João Pedro Marques in Observador, 2026.03.27, critica duramente a abstenção de Portugal numa votação da ONU que classificou otráfico transatlântico de escravos como o mais grave crime contra a humanidade. Considera essa decisão absurda, por entender que não é possível hierarquizar crimes históricos dessa forma.
Defende que esta posição da ONU responde a objectivos políticos de países africanos e das Caraíbas, visando preparar o caminho para futuras exigências de reparações financeiras. Critica também o facto de muitos países, sobretudo europeus, se terem abstido, atribuindo isso a um crescente sentimento de culpa histórica, influenciado por correntes ideológicas contemporâneas.

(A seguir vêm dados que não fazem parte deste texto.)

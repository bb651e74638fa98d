//! Byte-level encoders and decoders for the packets a client exchanges
//!
//! Every encoder returns the complete packet, fixed header included, ready to hand to a
//! `Transport`. Decoders never read past the bytes they are given.

use std::io::Cursor;

use crate::config::ConnectionParameters;
use crate::control::fixed_header::MAX_REMAINING_LENGTH;
use crate::control::{ControlType, FixedHeader, PacketType};
use crate::error::ValidationError;
use crate::packet::*;
use crate::qos::{QoSWithPacketIdentifier, QualityOfService};
use crate::topic_filter::TopicFilterRef;
use crate::topic_name::TopicNameRef;
use crate::{Decodable, Encodable};

/// A `PUBLISH` received from the broker
#[derive(Debug, Clone, Eq, PartialEq)]
pub struct InboundMessage {
    pub qos: QualityOfService,
    /// `None` for QoS 0
    pub packet_id: Option<u16>,
    pub topic: String,
    pub payload: Vec<u8>,
    pub dup: bool,
    pub retain: bool,
}

impl InboundMessage {
    pub fn qos_with_identifier(&self) -> QoSWithPacketIdentifier {
        QoSWithPacketIdentifier::new(self.qos, self.packet_id.unwrap_or(0))
    }
}

impl From<PublishPacket> for InboundMessage {
    fn from(packet: PublishPacket) -> InboundMessage {
        let qos = packet.qos();
        let dup = packet.dup();
        let retain = packet.retain();
        let (topic, payload) = packet.into_parts();

        InboundMessage {
            qos: qos.into(),
            packet_id: qos.packet_identifier(),
            topic: topic.into(),
            payload,
            dup,
            retain,
        }
    }
}

fn to_bytes<P: EncodablePacket>(packet: &P) -> Result<Vec<u8>, ValidationError> {
    let remaining_length = packet.encoded_packet_length();
    if remaining_length > MAX_REMAINING_LENGTH {
        return Err(ValidationError::PacketTooLarge(remaining_length as usize));
    }

    let mut buf = Vec::with_capacity(packet.encoded_length() as usize);
    packet.encode(&mut buf).map_err(ValidationError::Encoding)?;
    Ok(buf)
}

/// Type and flags byte followed by the variable-length remaining length
pub fn encode_fixed_header(
    control_type: ControlType,
    flags: u8,
    remaining_length: u32,
) -> Result<Vec<u8>, ValidationError> {
    if remaining_length > MAX_REMAINING_LENGTH {
        return Err(ValidationError::PacketTooLarge(remaining_length as usize));
    }

    let header = FixedHeader::new(PacketType::new(control_type, flags)?, remaining_length);
    let mut buf = Vec::with_capacity(header.encoded_length() as usize);
    header.encode(&mut buf).map_err(ValidationError::Encoding)?;
    Ok(buf)
}

/// `CONNECT` carrying the client identifier as its only payload section
pub fn encode_connect(params: &ConnectionParameters) -> Result<Vec<u8>, ValidationError> {
    params.validate()?;

    let mut packet = ConnectPacket::new(params.client_identifier());
    packet.set_flags(params.flags());
    packet.set_keep_alive(params.keep_alive_secs());
    to_bytes(&packet)
}

pub fn encode_publish(
    topic: &TopicNameRef,
    payload: &[u8],
    retain: bool,
    dup: bool,
    qos: QoSWithPacketIdentifier,
) -> Result<Vec<u8>, ValidationError> {
    if payload.len() > MAX_REMAINING_LENGTH as usize {
        return Err(ValidationError::PacketTooLarge(payload.len()));
    }

    let mut packet = PublishPacketRef::new(topic, qos, payload);
    packet.set_retain(retain);
    packet.set_dup(dup);
    to_bytes(&packet)
}

/// `SUBSCRIBE` for a single filter
pub fn encode_subscribe(
    filter: &TopicFilterRef,
    qos: QualityOfService,
    packet_id: u16,
) -> Result<Vec<u8>, ValidationError> {
    to_bytes(&SubscribePacket::new(packet_id, vec![(filter.to_owned(), qos)]))
}

/// `UNSUBSCRIBE` for a single filter
pub fn encode_unsubscribe(filter: &TopicFilterRef, packet_id: u16) -> Result<Vec<u8>, ValidationError> {
    to_bytes(&UnsubscribePacket::new(packet_id, vec![filter.to_owned()]))
}

pub fn encode_puback(packet_id: u16) -> Result<Vec<u8>, ValidationError> {
    to_bytes(&PubackPacket::new(packet_id))
}

pub fn encode_pubrec(packet_id: u16) -> Result<Vec<u8>, ValidationError> {
    to_bytes(&PubrecPacket::new(packet_id))
}

pub fn encode_pubrel(packet_id: u16) -> Result<Vec<u8>, ValidationError> {
    to_bytes(&PubrelPacket::new(packet_id))
}

pub fn encode_pubcomp(packet_id: u16) -> Result<Vec<u8>, ValidationError> {
    to_bytes(&PubcompPacket::new(packet_id))
}

pub fn encode_pingreq() -> Result<Vec<u8>, ValidationError> {
    to_bytes(&PingreqPacket::new())
}

pub fn encode_disconnect() -> Result<Vec<u8>, ValidationError> {
    to_bytes(&DisconnectPacket::new())
}

/// Parses the fixed header at the start of `data`.
///
/// Returns the header and the number of bytes it occupies.
pub fn decode_fixed_header(data: &[u8]) -> Result<(FixedHeader, usize), PacketError> {
    let mut cursor = Cursor::new(data);
    let header = FixedHeader::decode(&mut cursor)?;
    Ok((header, cursor.position() as usize))
}

/// Parses a `PUBLISH` body, everything after the fixed header.
pub fn decode_publish(body: &[u8], fixed_header: FixedHeader) -> Result<InboundMessage, PacketError> {
    if fixed_header.packet_type.control_type != ControlType::Publish {
        return Err(PacketError::UnexpectedPacketType(fixed_header.packet_type.control_type));
    }

    if body.len() < fixed_header.remaining_length as usize {
        return Err(PacketError::TruncatedBody {
            remaining_length: fixed_header.remaining_length,
            available: body.len(),
        });
    }

    let packet = PublishPacket::decode_with(&mut &body[..], Some(fixed_header))?;
    Ok(packet.into())
}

No caso de Portugal, o autor considera a abstenção vergonhosa e politicamente evasiva, acusando o governo de falta de transparência e de evitar assumir uma posição clara. Sugere que essa atitude pode indicar uma futura disponibilidade para aceitar pedidos de reparações.
Conclui manifestando frustração e desilusão com o governo português, considerando que esta decisão é negativa e preocupante para o futuro.
……………..
Uma mão amiga fez-me chegar o texto de João Pedro Marques, de que acima apresento um breve resumo.
Confesso que me revejo, em larga medida, na análise do autor, e diria até que a sua crítica peca por alguma contenção. O que está em causa não é apenas uma votação isolada ou uma nuance diplomática, mas antes mais um passo num processo mais vasto de reinterpretação da História à luz de categorias ideológicas contemporâneas, muitas vezes simplificadoras e moralmente hierarquizantes. Esta tendência, frequentemente associada ao que hoje se designa por correntes de pensamento que privilegiam a culpabilização histórica e a reparação simbólica em detrimento da análise contextualizada, tem vindo a ganhar terreno em várias instâncias internacionais, nem sempre com o necessário rigor histórico ou equilíbrio crítico.
Não é, aliás, um fenómeno recente. Há já algum tempo que este tipo de posicionamentos vem sendo preparado e normalizado no espaço público. Recorde-se as declarações do anterior Presidente da República sobre a necessidade de “pagar os custos” do colonialismo, posição que gerou controvérsia.
É por isso que a posição agora assumida pelo Governo português me causa particular apreensão. Mais do que a decisão em si, preocupa-me o padrão que ela revela: uma tendência para evitar o confronto, para diluir posições e para acompanhar, sem verdadeiro escrutínio, orientações externas que mereceriam discussão séria e transparente no plano interno. Essa atitude gera, inevitavelmente, um sentimento de desconforto e desconfiança.
Acresce que decisões desta natureza não são politicamente neutras. Têm consequências. Alimentam percepções de fragilidade, de falta de convicção e de afastamento face a uma parte significativa da sociedade. E é precisamente nesses espaços de desilusão que se abrem caminhos para reconfigurações políticas mais profundas. Decisões como esta podem contribuir para alimentar um sentimento de desconexão entre elites políticas e sectores do eleitorado, fenómeno que historicamente tem favorecido movimentos de contestação.
Importa dizê-lo com clareza: estas dinâmicas não surgem no vazio. São, muitas vezes, a resposta a um conjunto de sinais que vão sendo dados ao longo do tempo. E quando esses sinais são ignorados ou desvalorizados, o resultado tende a ser um agravamento das tensões e uma maior polarização.
Por isso, não poderá haver surpresa futura. Os sinais estão à vista, os alertas têm sido feitos, de forma reiterada. O que vier a acontecer será, em grande medida, consequência de opções que hoje se tomam, ou se evitam tomar.